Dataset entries
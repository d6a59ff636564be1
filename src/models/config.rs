//! Application configuration structures.

use std::collections::HashSet;
use std::fs;
use std::path::{Path, PathBuf};
use std::time::Duration;

use serde::{Deserialize, Serialize};

use crate::error::{AppError, Result};
use crate::models::RetentionPolicy;

/// Stand-in for the token in printed configuration.
pub const MASKED_TOKEN: &str = "***";

/// Root application configuration.
#[derive(Debug, Clone, Serialize, Deserialize)]
pub struct Config {
    /// Ordered search queries; one search request sequence per entry
    #[serde(default = "defaults::queries")]
    pub queries: Vec<String>,

    /// Scheduling and backoff settings
    #[serde(default)]
    pub watch: WatchConfig,

    /// Search API settings
    #[serde(default)]
    pub github: GithubConfig,

    /// Durable state settings
    #[serde(default)]
    pub storage: StorageConfig,

    /// Report sink settings
    #[serde(default)]
    pub report: ReportConfig,

    /// Log output settings
    #[serde(default)]
    pub logging: LoggingConfig,
}

impl Config {
    /// Load configuration from a TOML file.
    pub fn load(path: impl AsRef<Path>) -> Result<Self> {
        let content = fs::read_to_string(path)?;
        Ok(toml::from_str(&content)?)
    }

    /// Serialize the effective configuration to TOML, token masked.
    pub fn to_toml(&self) -> Result<String> {
        let mut shown = self.clone();
        if shown.github.token.is_some() {
            shown.github.token = Some(MASKED_TOKEN.to_string());
        }
        Ok(toml::to_string_pretty(&shown)?)
    }

    /// The ordered query list for a run.
    pub fn ordered_queries(&self) -> Vec<String> {
        self.queries.iter().map(|q| q.trim().to_string()).collect()
    }

    /// Validate configuration values for basic sanity.
    pub fn validate(&self) -> Result<()> {
        if self.queries.is_empty() {
            return Err(AppError::validation("No queries defined"));
        }
        let mut unique = HashSet::new();
        for query in &self.queries {
            let query = query.trim();
            if query.is_empty() {
                return Err(AppError::validation("queries contains a blank entry"));
            }
            if !unique.insert(query) {
                return Err(AppError::validation(format!(
                    "queries contains '{query}' more than once"
                )));
            }
        }

        if self.watch.interval_secs == 0 {
            return Err(AppError::validation("watch.interval_secs must be > 0"));
        }
        if self.watch.backoff_base_secs == 0 {
            return Err(AppError::validation("watch.backoff_base_secs must be > 0"));
        }
        if self.watch.max_backoff_secs < self.watch.backoff_base_secs {
            return Err(AppError::validation(
                "watch.max_backoff_secs must be >= watch.backoff_base_secs",
            ));
        }

        if self.github.user_agent.trim().is_empty() {
            return Err(AppError::validation("github.user_agent is empty"));
        }
        if self.github.timeout_secs == 0 {
            return Err(AppError::validation("github.timeout_secs must be > 0"));
        }
        if !(1..=100).contains(&self.github.per_page) {
            return Err(AppError::validation("github.per_page must be within 1..=100"));
        }
        if self.github.max_pages_per_query == 0 {
            return Err(AppError::validation(
                "github.max_pages_per_query must be > 0",
            ));
        }
        url::Url::parse(&self.github.api_url)
            .map_err(|e| AppError::validation(format!("github.api_url is invalid: {e}")))?;

        if self.storage.state_file.as_os_str().is_empty() {
            return Err(AppError::validation("storage.state_file is empty"));
        }
        if self.storage.max_seen == Some(0) {
            return Err(AppError::validation("storage.max_seen must be > 0 when set"));
        }
        Ok(())
    }
}

impl Default for Config {
    fn default() -> Self {
        Self {
            queries: defaults::queries(),
            watch: WatchConfig::default(),
            github: GithubConfig::default(),
            storage: StorageConfig::default(),
            report: ReportConfig::default(),
            logging: LoggingConfig::default(),
        }
    }
}

/// Scheduler timing settings.
#[derive(Debug, Clone, Serialize, Deserialize)]
pub struct WatchConfig {
    /// Period between successful cycles
    #[serde(default = "defaults::interval")]
    pub interval_secs: u64,

    /// Upper bound of the random delay added to each wake
    #[serde(default = "defaults::jitter")]
    pub jitter_secs: u64,

    /// First delay after a transient failure
    #[serde(default = "defaults::backoff_base")]
    pub backoff_base_secs: u64,

    /// Ceiling for the transient failure backoff
    #[serde(default = "defaults::max_backoff")]
    pub max_backoff_secs: u64,

    /// Run a cycle immediately instead of waiting one interval
    #[serde(default = "defaults::run_on_start")]
    pub run_on_start: bool,

    /// Locators that are already known and never reported
    #[serde(default)]
    pub ignore_urls: Vec<String>,

    /// Track whether the known repositories in `ignore_urls` still exist
    #[serde(default = "defaults::check_known")]
    pub check_known: bool,
}

impl WatchConfig {
    pub fn interval(&self) -> Duration {
        Duration::from_secs(self.interval_secs)
    }

    pub fn jitter(&self) -> Duration {
        Duration::from_secs(self.jitter_secs)
    }

    pub fn backoff_base(&self) -> Duration {
        Duration::from_secs(self.backoff_base_secs)
    }

    pub fn max_backoff(&self) -> Duration {
        Duration::from_secs(self.max_backoff_secs)
    }
}

impl Default for WatchConfig {
    fn default() -> Self {
        Self {
            interval_secs: defaults::interval(),
            jitter_secs: defaults::jitter(),
            backoff_base_secs: defaults::backoff_base(),
            max_backoff_secs: defaults::max_backoff(),
            run_on_start: defaults::run_on_start(),
            ignore_urls: Vec::new(),
            check_known: defaults::check_known(),
        }
    }
}

/// Which GitHub search endpoint the queries run against.
#[derive(Debug, Clone, Copy, Serialize, Deserialize, PartialEq, Eq, Default)]
#[serde(rename_all = "lowercase")]
pub enum SearchKind {
    #[default]
    Repositories,
    Code,
}

impl SearchKind {
    /// Path segment under `/search/`.
    pub fn endpoint(&self) -> &'static str {
        match self {
            SearchKind::Repositories => "repositories",
            SearchKind::Code => "code",
        }
    }
}

/// Search API client settings.
#[derive(Debug, Clone, Serialize, Deserialize)]
pub struct GithubConfig {
    /// Base URL of the REST API
    #[serde(default = "defaults::api_url")]
    pub api_url: String,

    /// Search endpoint to use
    #[serde(default)]
    pub kind: SearchKind,

    /// Personal access token; `GITHUB_TOKEN` overrides this
    #[serde(default, skip_serializing_if = "Option::is_none")]
    pub token: Option<String>,

    /// User-Agent header for HTTP requests
    #[serde(default = "defaults::user_agent")]
    pub user_agent: String,

    /// Per-request timeout in seconds
    #[serde(default = "defaults::timeout")]
    pub timeout_secs: u64,

    /// Results per page (API maximum is 100)
    #[serde(default = "defaults::per_page")]
    pub per_page: u32,

    /// Safety bound on pages fetched for one query
    #[serde(default = "defaults::max_pages")]
    pub max_pages_per_query: u32,

    /// Requests are refused while the remaining quota is at or below this
    #[serde(default)]
    pub rate_limit_reserve: u32,

    /// Scope repository searches to results pushed since the last run
    #[serde(default = "defaults::use_since")]
    pub use_since: bool,
}

impl GithubConfig {
    pub fn timeout(&self) -> Duration {
        Duration::from_secs(self.timeout_secs)
    }
}

impl Default for GithubConfig {
    fn default() -> Self {
        Self {
            api_url: defaults::api_url(),
            kind: SearchKind::default(),
            token: None,
            user_agent: defaults::user_agent(),
            timeout_secs: defaults::timeout(),
            per_page: defaults::per_page(),
            max_pages_per_query: defaults::max_pages(),
            rate_limit_reserve: 0,
            use_since: defaults::use_since(),
        }
    }
}

/// Durable state settings.
#[derive(Debug, Clone, Serialize, Deserialize)]
pub struct StorageConfig {
    /// JSON file holding the seen set and last-run timestamp
    #[serde(default = "defaults::state_file")]
    pub state_file: PathBuf,

    /// Forget identifiers first seen more than this many days ago
    #[serde(default, skip_serializing_if = "Option::is_none")]
    pub retention_days: Option<u32>,

    /// Keep at most this many identifiers, dropping the oldest
    #[serde(default, skip_serializing_if = "Option::is_none")]
    pub max_seen: Option<usize>,
}

impl StorageConfig {
    pub fn retention(&self) -> RetentionPolicy {
        RetentionPolicy {
            max_age: self
                .retention_days
                .map(|days| chrono::Duration::days(i64::from(days))),
            max_entries: self.max_seen,
        }
    }
}

impl Default for StorageConfig {
    fn default() -> Self {
        Self {
            state_file: defaults::state_file(),
            retention_days: None,
            max_seen: None,
        }
    }
}

/// Report sink settings.
#[derive(Debug, Clone, Serialize, Deserialize)]
pub struct ReportConfig {
    /// Log each new result
    #[serde(default = "defaults::console")]
    pub console: bool,

    /// Line template for console output
    #[serde(default = "defaults::template")]
    pub template: String,

    /// Append new results as JSON lines to this file
    #[serde(default, skip_serializing_if = "Option::is_none")]
    pub jsonl_path: Option<PathBuf>,
}

impl Default for ReportConfig {
    fn default() -> Self {
        Self {
            console: defaults::console(),
            template: defaults::template(),
            jsonl_path: None,
        }
    }
}

/// Log output settings.
#[derive(Debug, Clone, Serialize, Deserialize)]
pub struct LoggingConfig {
    /// Default filter when neither `--verbose` nor `RUST_LOG` is given
    #[serde(default = "defaults::log_level")]
    pub level: String,
}

impl Default for LoggingConfig {
    fn default() -> Self {
        Self {
            level: defaults::log_level(),
        }
    }
}

mod defaults {
    use std::path::PathBuf;

    pub fn queries() -> Vec<String> {
        vec!["epstein files".into()]
    }

    // Watch defaults
    pub fn interval() -> u64 {
        6 * 60 * 60
    }
    pub fn jitter() -> u64 {
        60
    }
    pub fn backoff_base() -> u64 {
        30
    }
    pub fn max_backoff() -> u64 {
        60 * 60
    }
    pub fn run_on_start() -> bool {
        true
    }

    pub fn check_known() -> bool {
        true
    }

    // GitHub defaults
    pub fn api_url() -> String {
        "https://api.github.com".into()
    }
    pub fn user_agent() -> String {
        "ghwatch/0.1 (+https://github.com)".into()
    }
    pub fn timeout() -> u64 {
        10
    }
    pub fn per_page() -> u32 {
        100
    }
    pub fn max_pages() -> u32 {
        10
    }
    pub fn use_since() -> bool {
        true
    }

    // Storage defaults
    pub fn state_file() -> PathBuf {
        PathBuf::from("state/ghwatch_state.json")
    }

    // Report defaults
    pub fn console() -> bool {
        true
    }
    pub fn template() -> String {
        "[{query}] {label} {url}".into()
    }

    pub fn log_level() -> String {
        "info".into()
    }
}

▶ _INSTRUCTIONS TO FOLLOW_:
The lines that contain the word "more" are wanted; copy each of them from the records.

▶ _REPLY_:
                    "queries contains '{query}' more than once"
    /// Forget identifiers first seen more than this many days ago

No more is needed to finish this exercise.